"""

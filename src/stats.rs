use crate::models::CanonicalSeries;
use serde::{Deserialize, Serialize};

/// Summary statistics for one chart's plotted values.
#[derive(Debug, Clone, Serialize, Deserialize, PartialEq)]
pub struct Summary {
    pub count: usize,
    pub missing: usize,
    pub min: Option<f64>,
    pub max: Option<f64>,
    pub mean: Option<f64>,
    pub median: Option<f64>,
}

fn summarize_values(mut vals: Vec<f64>, missing: usize) -> Summary {
    // Values are pre-filtered to finite floats, so total order holds.
    vals.sort_by(|a, b| a.partial_cmp(b).unwrap());
    let count = vals.len();
    let min = vals.first().cloned();
    let max = vals.last().cloned();
    let mean = if count > 0 {
        Some(vals.iter().copied().sum::<f64>() / count as f64)
    } else {
        None
    };
    let median = if count == 0 {
        None
    } else if count % 2 == 1 {
        Some(vals[count / 2])
    } else {
        Some((vals[count / 2 - 1] + vals[count / 2]) / 2.0)
    };
    Summary {
        count,
        missing,
        min,
        max,
        mean,
        median,
    }
}

/// Compute summary statistics over a canonical series.
///
/// Single-series charts summarize `points` (null values count as missing);
/// multi-series charts summarize across all named sub-series.
pub fn summarize(series: &CanonicalSeries) -> Summary {
    if !series.series.is_empty() {
        let vals: Vec<f64> = series
            .series
            .iter()
            .flat_map(|s| s.points.iter().map(|(_, y)| *y))
            .filter(|v| v.is_finite())
            .collect();
        return summarize_values(vals, 0);
    }
    let mut vals = Vec::with_capacity(series.points.len());
    let mut missing = 0usize;
    for p in &series.points {
        match p.y {
            Some(v) if v.is_finite() => vals.push(v),
            _ => missing += 1,
        }
    }
    summarize_values(vals, missing)
}
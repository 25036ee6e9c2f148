use serde::{Deserialize, Serialize};
use serde_json::Value;

/// One chart record as received from the external analytics engine.
///
/// The upstream backend is loosely specified: the same logical concept arrives
/// under different field spellings depending on which analytics sub-routine
/// produced it. Every field is therefore optional and defaulted; the `data`
/// payload stays an opaque [`Value`] until classified by [`crate::classify`].
///
/// Records are read-only inputs; the pipeline never mutates one.
#[derive(Debug, Clone, Default, Serialize, Deserialize)]
#[serde(default)]
pub struct RawChartRecord {
    pub title: Option<String>,
    /// Declared chart-type token (e.g. "pie", "bar", "line_forecast").
    #[serde(rename = "type")]
    pub kind: Option<String>,
    /// Alternate token some generation paths use instead of `type`.
    pub chart_type: Option<String>,
    /// Sub-type hint, e.g. "multi_series".
    pub chart_subtype: Option<String>,
    /// Shape-ambiguous payload; see `classify` for the recognized dialects.
    pub data: Value,
    /// `"error"` marks an upstream failure record that must not be normalized.
    pub status: Option<String>,
    pub error: Option<String>,
    pub narrative_insights: Option<NarrativeInsights>,
    /// Legacy free-text insight, superseded by `narrative_insights`.
    pub insights: Option<String>,
    pub brief_description: Option<String>,
    /// Series names for multi-line charts, in display order.
    pub products: Option<Vec<String>>,
}

impl RawChartRecord {
    /// Display title, defaulting when the upstream omitted one.
    pub fn title(&self) -> &str {
        self.title.as_deref().unwrap_or("Untitled Chart")
    }

    /// The effective chart-type token: `type` wins over `chart_type`.
    pub fn type_token(&self) -> Option<&str> {
        self.kind.as_deref().or(self.chart_type.as_deref())
    }

    /// True when the record is an upstream error sentinel.
    pub fn is_error(&self) -> bool {
        self.status.as_deref() == Some("error")
    }
}

/// Structured business-intelligence text attached to a chart.
///
/// The four newer fields supersede the legacy `business_description`; exports
/// emit either the newer set or the legacy one, never both.
#[derive(Debug, Clone, Default, Serialize, Deserialize)]
#[serde(default)]
pub struct NarrativeInsights {
    pub conversational_analysis: Option<String>,
    pub personalized_insight: Option<String>,
    pub actionable_advice: Option<String>,
    pub business_impact: Option<String>,
    /// Older insight shape, used only when all newer fields are absent.
    pub business_description: Option<String>,
}

impl NarrativeInsights {
    /// Any of the newer-generation fields present?
    pub fn has_current_fields(&self) -> bool {
        self.conversational_analysis.is_some()
            || self.personalized_insight.is_some()
            || self.actionable_advice.is_some()
            || self.business_impact.is_some()
    }
}

/// The outer analytics-result document: dataset metadata plus the chart batch.
///
/// The domain/anomaly/predictive sections are opaque pass-through for report
/// inclusion; this crate never reinterprets them.
#[derive(Debug, Clone, Default, Serialize, Deserialize)]
#[serde(default)]
pub struct AnalysisDocument {
    pub dataset_name: Option<String>,
    pub generated_at: Option<String>,
    pub charts: Vec<RawChartRecord>,
    pub domain_detection: Value,
    pub anomaly_summary: Value,
    pub predictive_metrics: Value,
}

impl AnalysisDocument {
    pub fn dataset_name(&self) -> &str {
        self.dataset_name.as_deref().unwrap_or("dataset")
    }
}

/// Historical/forecast marker on a canonical point.
#[derive(Debug, Clone, Copy, PartialEq, Eq, Serialize, Deserialize)]
pub enum PointTag {
    Historical,
    Forecast,
}

/// One plotted observation after normalization.
#[derive(Debug, Clone, PartialEq, Serialize, Deserialize)]
pub struct SeriesPoint {
    pub x: String,
    pub y: Option<f64>,
    pub tag: Option<PointTag>,
    pub lower_bound: Option<f64>,
    pub upper_bound: Option<f64>,
}

impl SeriesPoint {
    pub fn new(x: impl Into<String>, y: Option<f64>) -> Self {
        Self {
            x: x.into(),
            y,
            tag: None,
            lower_bound: None,
            upper_bound: None,
        }
    }
}

/// One named sub-series of a multi-series chart, sharing the parent x domain.
#[derive(Debug, Clone, PartialEq, Serialize, Deserialize)]
pub struct NamedSeries {
    pub name: String,
    pub points: Vec<(String, f64)>,
}

/// The single normalized representation every downstream consumer reads.
///
/// `points` and `series` are mutually exclusive content channels: multi-series
/// charts populate `series` and leave `points` empty. Point order is preserved
/// from the source and significant.
#[derive(Debug, Clone, Default, PartialEq, Serialize, Deserialize)]
pub struct CanonicalSeries {
    pub points: Vec<SeriesPoint>,
    pub series: Vec<NamedSeries>,
    pub x_label: String,
    pub y_label: String,
    /// Set when paired source arrays had unequal lengths and the conversion
    /// truncated to the shorter side (documented lossy policy).
    pub truncated: bool,
}

impl CanonicalSeries {
    /// Empty series with the given axis labels, the explicit "no data" value.
    pub fn empty(x_label: &str, y_label: &str) -> Self {
        Self {
            x_label: x_label.to_string(),
            y_label: y_label.to_string(),
            ..Self::default()
        }
    }

    pub fn is_empty(&self) -> bool {
        self.points.is_empty() && self.series.is_empty()
    }

    /// All numeric values across both content channels, bounds included.
    /// Renderers derive the y range from this.
    pub fn value_range(&self) -> Option<(f64, f64)> {
        let mut min = f64::INFINITY;
        let mut max = f64::NEG_INFINITY;
        let mut seen = false;
        let mut take = |v: f64| {
            if v.is_finite() {
                min = min.min(v);
                max = max.max(v);
                seen = true;
            }
        };
        for p in &self.points {
            if let Some(y) = p.y {
                take(y);
            }
            if let Some(lo) = p.lower_bound {
                take(lo);
            }
            if let Some(hi) = p.upper_bound {
                take(hi);
            }
        }
        for s in &self.series {
            for (_, y) in &s.points {
                take(*y);
            }
        }
        seen.then_some((min, max))
    }
}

"""

Problem to work on:
Using the material above, find each line that holds "bool" and copy that line.

Solution for this problem:
    pub fn is_error(&self) -> bool {
    pub fn has_current_fields(&self) -> bool {
    pub truncated: bool,
    pub fn is_empty(&self) -> bool {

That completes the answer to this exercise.